Neurochemical, behavioral, and neurogenic validation of a hyposerotonergic animal model by voluntary oral consumption of PCPA

Abstract

The inhibitor of tryptophan hydroxylase, para-chlorophenylalanine (PCPA), has been classically employed as a pharmacological tool to deplete serotonin (5-HT) in animal models and to evaluate whether this neurotransmitter is involved in the action of pharmacological compounds. PCPA is usually administrated by intraperitoneal (ip) injections, which are stressful and painful. To avoid ip injections, we designed and validated a protocol for PCPA oral administration.

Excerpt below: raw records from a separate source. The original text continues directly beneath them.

//! # sim_script
//!
//! The contract between the simulation core and behaviour scripts.
//!
//! Scripts are plain Rust values implementing [`EntityScript`],
//! [`PlayerScript`] or [`WorldScript`]. Every hook receives a deep copy of
//! the relevant state and returns a complete replacement. The only other
//! channel a script has into the simulation is the [`Host`] it is handed,
//! whose operations take effect immediately.
//!
//! Each invocation runs inside [`sandbox::invoke`], which turns errors,
//! panics and budget overruns into a [`ScriptFault`] so a single
//! misbehaving script never takes the match down.
//!
//! ## Usage
//!
//! ```rust,no_run
//! use sim_script::{EntityContext, EntityScript, Host, ScriptRegistry};
//! use sim_types::{EntityState, EntityType};
//!
//! struct Spinner;
//!
//! impl EntityScript for Spinner {
//!     fn update(
//!         &self,
//!         _host: &mut dyn Host,
//!         _ctx: &EntityContext,
//!         mut state: EntityState,
//!     ) -> anyhow::Result<EntityState> {
//!         state.rotation *= sim_math::Quat::from_rotation_y(0.1);
//!         Ok(state)
//!     }
//! }
//!
//! let mut registry = ScriptRegistry::new();
//! registry.register_entity_type(EntityType::new(7, "Spinner", "models/spinner.glb"), Spinner);
//! ```

pub mod behaviour;
pub mod host;
pub mod registry;
pub mod sandbox;

pub use behaviour::{EntityContext, EntityScript, PlayerContext, PlayerScript, WorldScript};
pub use host::Host;
pub use registry::{EntityTypeEntry, ScriptRegistry};
pub use sandbox::ScriptFault;
//! Per-entity queues of pending interactions.

use std::collections::BTreeMap;

use sim_types::{EntityId, Interaction};

/// Interactions waiting for their target's next update.
///
/// Each interaction is handed out exactly once by [`InteractionQueue::take`].
#[derive(Debug, Default, Clone)]
pub struct InteractionQueue {
    pending: BTreeMap<EntityId, Vec<Interaction>>,
}

impl InteractionQueue {
    /// Create an empty queue.
    #[must_use]
    pub fn new() -> Self {
        Self::default()
    }

    /// Append an interaction for `target`.
    pub fn push(&mut self, target: EntityId, interaction: Interaction) {
        self.pending.entry(target).or_default().push(interaction);
    }

    /// Remove and return everything queued for `target`, oldest first.
    pub fn take(&mut self, target: EntityId) -> Vec<Interaction> {
        self.pending.remove(&target).unwrap_or_default()
    }

    /// Interactions queued for `target`, without consuming them.
    #[must_use]
    pub fn pending_for(&self, target: EntityId) -> &[Interaction] {
        self.pending.get(&target).map(Vec::as_slice).unwrap_or(&[])
    }

    /// Drop everything queued for `target`. Returns how many were dropped.
    pub fn discard(&mut self, target: EntityId) -> usize {
        self.pending.remove(&target).map_or(0, |q| q.len())
    }

    /// Total number of queued interactions.
    #[must_use]
    pub fn len(&self) -> usize {
        self.pending.values().map(Vec::len).sum()
    }

    /// Returns `true` if nothing is queued.
    #[must_use]
    pub fn is_empty(&self) -> bool {
        self.pending.is_empty()
    }
}
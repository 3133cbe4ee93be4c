//! Capture-the-flag rules for the match simulation.
//!
//! Two teams, one flag each. Carry the enemy flag to your own flag to
//! score. Players carry a gun that fires bullets, or a shotgun that throws
//! bouncing balls; three hits and you sit out [`player::RESPAWN_TIME`]
//! seconds. Floating pickups restore health.

pub mod arena;
pub mod ball;
pub mod bullet;
pub mod flag;
pub mod gun;
pub mod pickup;
pub mod player;
pub mod shotgun;
pub mod world;

use sim_script::ScriptRegistry;
use sim_types::{ColliderShape, CustomState, EntityType, EntityTypeId};

pub const FLAG: EntityTypeId = 0;
pub const GUN: EntityTypeId = 1;
pub const BULLET: EntityTypeId = 2;
pub const PICKUP: EntityTypeId = 3;
pub const BALL: EntityTypeId = 4;
pub const SHOTGUN: EntityTypeId = 5;

/// Player slot holding the gun.
pub const HAND_SLOT: &str = "hand_right_anchor";
/// Player slot holding a carried flag.
pub const BACK_SLOT: &str = "back_anchor";

/// One of the two sides.
#[derive(Debug, Clone, Copy, PartialEq, Eq, Hash)]
pub enum Team {
    Red,
    Blue,
}

impl Team {
    /// Key used in custom state.
    #[must_use]
    pub fn as_str(self) -> &'static str {
        match self {
            Team::Red => "red",
            Team::Blue => "blue",
        }
    }

    /// The other team.
    #[must_use]
    pub fn opponent(self) -> Team {
        match self {
            Team::Red => Team::Blue,
            Team::Blue => Team::Red,
        }
    }

    /// Read the `"team"` key of a custom state.
    #[must_use]
    pub fn of(custom: &CustomState) -> Option<Team> {
        match custom.get_str("team")? {
            "red" => Some(Team::Red),
            "blue" => Some(Team::Blue),
            _ => None,
        }
    }

    /// World-state key of this team's score.
    #[must_use]
    pub fn score_key(self) -> &'static str {
        match self {
            Team::Red => "redScore",
            Team::Blue => "blueScore",
        }
    }

    /// World-state key of this team's spawn point.
    #[must_use]
    pub fn spawn_key(self) -> &'static str {
        match self {
            Team::Red => "redSpawn",
            Team::Blue => "blueSpawn",
        }
    }
}

/// Every script and entity type of the capture-the-flag mode. Players join
/// holding a gun.
#[must_use]
pub fn registry() -> ScriptRegistry {
    registry_with_weapon(GUN)
}

/// Like [`registry`], but players join holding `weapon`.
#[must_use]
pub fn registry_with_weapon(weapon: EntityTypeId) -> ScriptRegistry {
    ScriptRegistry::new()
        .with_entity_type(
            EntityType::new(FLAG, "Flag", "models/flag.glb")
                .with_collider(ColliderShape::sensor(0.5)),
            flag::Flag,
        )
        .with_entity_type(EntityType::new(GUN, "Gun", "models/gun.glb"), gun::Gun)
        .with_entity_type(
            EntityType::new(BULLET, "Bullet", "models/bullet.glb")
                .with_collider(ColliderShape::cube(0.1)),
            bullet::Bullet,
        )
        .with_entity_type(
            EntityType::new(PICKUP, "Health", "models/health.glb")
                .with_collider(ColliderShape::sensor(0.4)),
            pickup::Pickup,
        )
        .with_entity_type(
            EntityType::new(BALL, "Ball", "models/ball.glb")
                .with_collider(ColliderShape::cube(0.25))
                .with_dynamic(),
            ball::Ball,
        )
        .with_entity_type(
            EntityType::new(SHOTGUN, "Shotgun", "models/shotgun.glb"),
            shotgun::Shotgun,
        )
        .with_player_script(player::Players)
        .with_world_script(world::CaptureTheFlag { weapon })
}

#[cfg(test)]
mod tests {
    use super::*;

    #[test]
    fn test_team_roundtrip_through_custom_state() {
        let custom = CustomState::new().with("team", Team::Blue.as_str());
        assert_eq!(Team::of(&custom), Some(Team::Blue));
        assert_eq!(Team::Blue.opponent(), Team::Red);
        assert_eq!(Team::of(&CustomState::new()), None);
    }

    #[test]
    fn test_registry_has_every_type() {
        let registry = registry();
        assert_eq!(registry.type_count(), 6);
        assert!(registry.player_script().is_some());
        assert!(registry.world_script().is_some());
        assert!(registry.entity_type(GUN).unwrap().info.collider.is_none());
        assert!(registry.entity_type(BALL).unwrap().info.dynamic);
        assert!(!registry.entity_type(BULLET).unwrap().info.dynamic);
    }
}
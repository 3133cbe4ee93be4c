//! Read-only views handed to scripts and published to clients.

use std::collections::BTreeMap;

use serde::{Deserialize, Serialize};
use sim_math::{Transform3D, Vec3};

use crate::anchor::Anchor;
use crate::ids::{EntityId, PlayerId};
use crate::state::{EntityData, PlayerState};

/// A live entity as seen from outside its own script.
#[derive(Debug, Clone, PartialEq, Serialize, Deserialize)]
pub struct EntitySnapshot {
    /// Entity ID.
    pub id: EntityId,
    /// Identity and state. Positions are parent-relative while anchored.
    pub data: EntityData,
    /// Current anchor, if any.
    pub anchor: Option<Anchor>,
    /// Transform resolved through the anchor chain.
    pub world_transform: Transform3D,
}

impl EntitySnapshot {
    /// World-space position of the entity.
    #[must_use]
    pub fn world_position(&self) -> Vec3 {
        self.world_transform.position
    }
}

/// A live player as published in the tick snapshot.
#[derive(Debug, Clone, PartialEq, Serialize, Deserialize)]
pub struct PlayerSnapshot {
    /// Player ID.
    pub id: PlayerId,
    /// Current state.
    pub state: PlayerState,
    /// Entities anchored to the player, by slot, in ID order.
    pub attached_entities: BTreeMap<String, Vec<EntityId>>,
}

/// A positional sound requested by a script during the tick.
#[derive(Debug, Clone, PartialEq, Serialize, Deserialize)]
pub struct SoundEvent {
    /// Sound asset name.
    pub sound_id: String,
    /// World-space origin.
    pub position: Vec3,
    /// Linear volume.
    pub volume: f32,
}
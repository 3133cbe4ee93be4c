//! Headless capture-the-flag match with scripted bots.
//!
//! Runs the built-in arena (or a level file) at a fixed tick rate until the
//! tick limit is reached or Ctrl-C is pressed, then prints the final world
//! state as JSON.

use std::path::PathBuf;

use anyhow::Result;
use clap::Parser;
use tokio::time::MissedTickBehavior;
use tracing::{info, warn};
use tracing_subscriber::EnvFilter;
use uuid::Uuid;

use ctf::{BACK_SLOT, Team};
use sim_app::{Level, SimConfig, Simulation, TickConfig, TickLoop};
use sim_math::{TICK_RATE, Vec2, Vec3};
use sim_types::{Controls, PlayerId, PlayerState};

#[derive(Parser)]
#[command(name = "ctf_match", about = "Headless capture-the-flag match")]
struct Args {
    /// Number of ticks to simulate (0 = until interrupted)
    #[arg(short, long, default_value_t = 1800)]
    ticks: u64,

    /// Level JSON file; the built-in arena when omitted
    #[arg(short, long)]
    level: Option<PathBuf>,

    /// Target ticks per second
    #[arg(long, default_value_t = f64::from(TICK_RATE))]
    tick_rate: f64,

    /// Number of bot players
    #[arg(short, long, default_value_t = 4)]
    bots: u32,

    /// Fixed match ID (random when omitted)
    #[arg(long)]
    match_id: Option<Uuid>,

    /// Hand every player a shotgun instead of a gun
    #[arg(long)]
    shotgun: bool,
}

#[tokio::main]
async fn main() -> Result<()> {
    tracing_subscriber::fmt()
        .with_env_filter(
            EnvFilter::from_default_env()
                .add_directive("ctf_match=info".parse()?)
                .add_directive("ctf=info".parse()?),
        )
        .init();

    let args = Args::parse();

    let level = match &args.level {
        Some(path) => {
            info!(path = %path.display(), "loading level");
            Level::load(path)?
        }
        None => ctf::arena::arena()?,
    };

    let mut config = SimConfig::new();
    if let Some(match_id) = args.match_id {
        config = config.with_match_id(match_id);
    }
    let weapon = if args.shotgun { ctf::SHOTGUN } else { ctf::GUN };
    let mut simulation = Simulation::new(config, ctf::registry_with_weapon(weapon), level);
    let bots: Vec<PlayerId> = (0..args.bots)
        .map(|_| simulation.add_player(PlayerState::default()))
        .collect();

    let tick_config = TickConfig {
        tick_rate: args.tick_rate,
        max_ticks: args.ticks,
    };
    let mut interval = tokio::time::interval(tick_config.tick_duration());
    interval.set_missed_tick_behavior(MissedTickBehavior::Skip);
    let mut tick_loop = TickLoop::new(tick_config, simulation);

    info!(
        match_id = %tick_loop.simulation().config().match_id,
        bots = bots.len(),
        "match starting"
    );

    let shutdown = tokio::signal::ctrl_c();
    tokio::pin!(shutdown);

    loop {
        tokio::select! {
            _ = interval.tick() => {
                let simulation = tick_loop.simulation_mut();
                for &bot in &bots {
                    let controls = bot_controls(simulation, bot);
                    simulation.set_controls(bot, controls);
                }

                let report = tick_loop.step();
                for fault in &report.script_faults {
                    warn!(tick_id = report.tick, %fault, "script fault");
                }
                if report.tick % (u64::from(TICK_RATE) * 5) == 0 {
                    log_score(tick_loop.simulation());
                }
                if tick_loop.is_finished() {
                    break;
                }
            }
            result = &mut shutdown => {
                result?;
                info!("interrupted");
                break;
            }
        }
    }

    log_score(tick_loop.simulation());
    println!(
        "{}",
        serde_json::to_string_pretty(tick_loop.simulation().world_state())?
    );
    Ok(())
}

/// Run at the enemy base, or home while carrying a flag. Shoot and jump on
/// a fixed rhythm staggered by player ID.
fn bot_controls(simulation: &Simulation, id: PlayerId) -> Controls {
    let Some(state) = simulation.player_state(id) else {
        return Controls::default();
    };
    let Some(team) = Team::of(&state.custom_state) else {
        return Controls::default();
    };

    let carrying = simulation
        .store()
        .attached_entities(id)
        .get(BACK_SLOT)
        .is_some_and(|flags| !flags.is_empty());
    let goal = if carrying { team } else { team.opponent() };
    let world = simulation.world_state().custom();
    let Some(target) = world.get_vec3(goal.spawn_key()) else {
        return Controls::default();
    };

    let delta = target - state.position;
    let flat = Vec3::new(delta.x, 0.0, delta.z);
    let tick = simulation.tick_id() + id.id() * 7;
    Controls {
        move_direction: if flat.length() > 0.25 { Vec2::Y } else { Vec2::ZERO },
        jump: tick % 120 == 0,
        fire: tick % 45 == 0,
        // Forward for yaw θ is (-sin θ, 0, -cos θ).
        camera_yaw: (-delta.x).atan2(-delta.z),
        camera_pitch: 0.0,
    }
}

fn log_score(simulation: &Simulation) {
    let world = simulation.world_state().custom();
    info!(
        tick_id = simulation.tick_id(),
        red = world.get_f32(Team::Red.score_key()).unwrap_or(0.0),
        blue = world.get_f32(Team::Blue.score_key()).unwrap_or(0.0),
        entities = simulation.store().entity_count(),
        "score"
    );
}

C57BL/6 elite male mice received PCPA during 7 days either ip or by giving the drug inside jelly cubes at an estimated dose of 500 mg/kg on days 1 and 2 and 250 mg/kg for the rest of the treatment. 5-HT levels decreased by 85% and 55% in the hippocampus of mice treated with oral or ip PCPA, respectively, whereas in the prefrontal cortex, 5-HT levels decreased by 65% (oral) and 50% (ip). Behavioral tests, like the forced swimming test (FST), the nestlet shredding test (NST), and the marble burying test (MBT), were performed. In the FST, mice received fluoxetine ip 30 min before the test. In mice with oral PCPA treatment, fluoxetine did not induce significant reductions of immobility, indicating that reduction of 5-HT levels was effective. No effect of ip or oral 5-HT depletion was observed in the NST nor in the MBT. In a second experiment, mice received oral PCPA for 8 weeks: again, serotonin levels were significantly decreased in both hippocampus and cortex, and effects on hippocampal neurogenesis replicated previous observations in hyposerotonergic mice. Therefore, neurochemical, behavioral, and neurogenic results allow us to validate this refined protocol for voluntary oral consumption of PCPA.